I have a piece of MATLAB code which takes a 91x91 patch of pixels from an image and apples HOG to extract its feature vectors. I would like to rewrite the function in Python. I've been struggled for a while trying to find out how to get the same HOG return values in Python as it was in MATLAB but failed to do so. I will be really appreciate if you can provide any help.
The VLFeat library(http://www.vlfeat.org/overview/hog.html) is used in the MATLAB code and I am using scikit-image in Python(http://scikit-image.org/docs/dev/api/skimage.feature.html?highlight=peak_local_max#skimage.feature.hog).
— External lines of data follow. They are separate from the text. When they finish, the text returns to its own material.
//! Identity tokens binding a submission to its requester.

use nutype::nutype;
use serde::{Deserialize, Serialize};
use std::fmt;
use uuid::Uuid;

pub const MAX_DEVICE_TOKEN_LENGTH: usize = 128;
pub const MIN_SECRET_LENGTH: usize = 32;

/// Opaque client-held token, more stable than the network-derived identity.
#[nutype(
    new_unchecked,
    sanitize(trim),
    validate(not_empty, len_char_max = MAX_DEVICE_TOKEN_LENGTH),
    derive(
        Debug,
        Clone,
        PartialEq,
        Eq,
        PartialOrd,
        Ord,
        AsRef,
        Deref,
        TryFrom,
        Into,
        Hash,
        Borrow,
        Display,
        Serialize,
        Deserialize,
    )
)]
pub struct DeviceToken(String);

impl DeviceToken {
    /// Issues a fresh random token for a caller that did not present one.
    pub fn generate() -> Self {
        // SAFETY: a hyphenated UUID is 36 ASCII characters without surrounding whitespace.
        unsafe { Self::new_unchecked(Uuid::new_v4().to_string()) }
    }
}

/// Long-lived server secret mixed into the daily identity salt.
///
/// Deliberately has no `Debug` or `Display` so it cannot end up in logs.
#[nutype(validate(len_char_min = MIN_SECRET_LENGTH), derive(Clone, TryFrom))]
pub struct ServerSecret(String);

/// Hex-encoded blake3 digest identifying "the same requester, today".
#[derive(Debug, Clone, PartialEq, Eq, Hash, Serialize, Deserialize)]
#[serde(transparent)]
pub struct IdentityHash(String);

impl IdentityHash {
    pub(crate) fn from_hash(hash: blake3::Hash) -> Self {
        Self(hash.to_hex().to_string())
    }

    pub fn as_str(&self) -> &str {
        &self.0
    }

    /// Prefix that is safe to put in logs.
    pub fn short(&self) -> &str {
        self.0.get(..8).unwrap_or(&self.0)
    }
}

impl fmt::Display for IdentityHash {
    fn fmt(&self, f: &mut fmt::Formatter<'_>) -> fmt::Result {
        f.write_str(&self.0)
    }
}
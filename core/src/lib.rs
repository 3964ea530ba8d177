pub mod core;
pub mod types;

pub use crate::core::error::{CoreError, StoreError, ValidationError};
pub use crate::core::vocabulary::{BlockList, ProfanityFilter, Vocabulary};
pub use crate::core::{
    Coordinator, MaintenanceOutcome, StatsQuery, SubmitOutcome, SubmitRequest, Submission,
};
In Matlab,the input 'im2single(patch)' is a 91*91 array, while the returned data type of Hog is 4*4*16 single.HoG is applied using a cell size of 23 and the number of orientation of 4.
hog = vl_hog(im2single(patch),23, 'variant', 'dalaltriggs', 'numOrientations',4) ;
The returned data is 4*4*16 single, which can be displayed in the form of:
val(:,:,1) =
0 0 0 0
0 0 0 0
0 0.2000 0.2000 0.0083
0 0.2000 0.2000 0.0317
....
val(:,:,16) =
0 0 0 0
0 0 0 0
0 0 0.0526 0.0142
0 0 0.2000 0.2000
Then the result is flattened into a 256*1 feature vector manually. To sum up, in a 91*91 patch of pixels, a 256*1 feature vector is extracted. Now I want to get the same result in Python.
In my Python code, I tried to apply HOG with the same cell size and number of orientations.The block size is set to (1,1)
tc = hog(repatch, orientations=4, pixels_per_cell=(23,23), cells_per_block= (1,1), visualise=False, normalise=False)
I appended the size of the patch to 92*92, so the patch size is the integer multiple of the cell size. The input array is now called 'repatch'. However, the output 'tc' is a 64*1 array(the gradient histograms is flattened to the feature vector)
tc.shape
(64,)
Then I looked into the Skimage source code,
orientation_histogram = np.zeros((n_cellsy, n_cellsx, orientations))
orientation_histogram.shape
(4, 4, 4)
Here the n_cellsx is: number of cells in x and n_cellsy is: number of cells in y. It seems like the output of the Hog is highly related to the dimension of the orientation_histogram.
The actual dimension of the HoG returned valued is determined by:
normalised_blocks = np.zeros((n_blocksy, n_blocksx,by, bx, orientations))
Where n_blocksy, n_blocksy are calculated by:
n_blocksx = (n_cellsx - bx) + 1
n_blocksy = (n_cellsy - by) + 1
n_cellsx is: number of cells in x,the value of which is 4 here, so is n_cellsy; bx,by is cells_per_block, which is (1,1); orientations is 4 in this case.
It seems like the size of returned value (normalised_blocks) is calculated by 4*4*1*1*4 (n_blocksy * n_blocksx * by * bx * orientations)
I've tried to change the block size but still cannot get what I was expected... (while the block size is (2,2) the returned value is a 144*1 array)
Can anyone please help... How can I get the same Hog output as in Matlab? Many thanks.